Although this is a much slower analysis than those presented in the simulated chromatograms in Figures 2–4, it is not slow enough to fully separate this highly complex mixture. Samples like this one led to the rapid development of multidimensional techniques, such as comprehensive two-dimensional gas chromatography (GC×GC), over the past decade (4). In analyses like this, sample preparation and injection are often quite simple, with high split ratio split injection employed for both simplicity and to ensure narrow peak width.
There is much method optimization that can be done without turning any wrenches.
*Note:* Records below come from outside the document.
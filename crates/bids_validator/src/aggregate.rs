//! Issue aggregation into the final report.

use crate::config::ValidatorConfig;
use crate::entities::FilenameMatcher;
use crate::types::FileRecord;
use bids_protocol::{is_fatal, severity_of, Issue, Severity, Summary, ValidationReport};
use tracing::info;

/// Dataset summary over non-ignored files.
///
/// Subjects, sessions and tasks come from filename entities; modalities are
/// the suffixes of files inside a subject directory.
pub fn summarize(files: &[FileRecord], matcher: &dyn FilenameMatcher) -> Summary {
    let mut summary = Summary::default();
    for file in files.iter().filter(|f| !f.is_ignored) {
        summary.total_files += 1;
        summary.size += file.size;

        let Some(keys) = matcher.parse(&file.name) else {
            continue;
        };
        if let Some(subject) = keys.get("sub") {
            summary.subjects.insert(subject.to_string());
            if let Some(suffix) = keys.suffix() {
                summary.modalities.insert(suffix.to_string());
            }
        }
        if let Some(session) = keys.get("ses") {
            summary.sessions.insert(session.to_string());
        }
        if let Some(task) = keys.get("task") {
            summary.tasks.insert(task.to_string());
        }
    }
    summary
}

/// Partitions issues by severity and applies report options
#[derive(Debug, Clone, Copy, Default)]
pub struct IssueAggregator {
    ignore_warnings: bool,
    verbose: bool,
}

impl IssueAggregator {
    pub fn new(config: &ValidatorConfig) -> Self {
        Self {
            ignore_warnings: config.ignore_warnings,
            verbose: config.verbose,
        }
    }

    /// Build the report. Severity comes from the code registry, never from
    /// the issue itself. A fatal code collapses the report to `Invalid`.
    pub fn aggregate(&self, issues: Vec<Issue>, mut summary: Summary) -> ValidationReport {
        for issue in &issues {
            *summary.issue_counts.entry(issue.code).or_default() += 1;
        }

        if let Some(fatal) = issues.iter().find(|i| is_fatal(i.code)) {
            info!(code = fatal.code, path = %fatal.file.relative_path, "Fatal dataset issue, report is Invalid");
            return ValidationReport::Invalid { summary };
        }

        let mut errors = Vec::new();
        let mut warnings = Vec::new();
        for mut issue in issues {
            issue.severity = severity_of(issue.code);
            if !self.verbose {
                issue.evidence = None;
            }
            match issue.severity {
                Severity::Error => errors.push(issue),
                Severity::Warning if !self.ignore_warnings => warnings.push(issue),
                Severity::Warning => {}
            }
        }
        errors.sort();
        warnings.sort();

        info!(errors = errors.len(), warnings = warnings.len(), "Validation report assembled");
        ValidationReport::Complete {
            errors,
            warnings,
            summary,
        }
    }
}
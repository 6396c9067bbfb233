use log::*;
use service::{config::Config, logging::Logger};
use std::sync::Arc;
use web::middleware::stripe_signature::{GateConfig, StripeWebhookGate};
use web::AppState;

#[tokio::main]
async fn main() -> Result<(), Box<dyn std::error::Error>> {
    let config = get_config();

    Logger::init_logger(&config)?;

    info!("Starting up the Stripe webhook gate...");
    info!("Runtime environment: {}", config.runtime_env());

    if config.stripe_webhook_ignore_tolerance && config.is_production() {
        warn!("Timestamp tolerance is disabled in production; old deliveries can be replayed");
    }

    // Secret, tolerance and body limit are resolved once here and never re-read per request.
    let gate = Arc::new(StripeWebhookGate::new(GateConfig::from(&config)));
    let app_state = AppState::new(config, gate);

    web::init_server(app_state).await?;

    Ok(())
}

fn get_config() -> Config {
    Config::new()
}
Looking back at the analysis goals, broadly at equation 1 and thinking about capillary columns in general, we see that even relatively short columns can have high plate numbers, with the 15 m columns discussed here having plate numbers around 50,000. Retention is controlled using temperature, with lower temperatures and lower temperature program rates leading to longer retention. Flow rate can be used as a final optimization to speed up the analysis with a higher flow rate.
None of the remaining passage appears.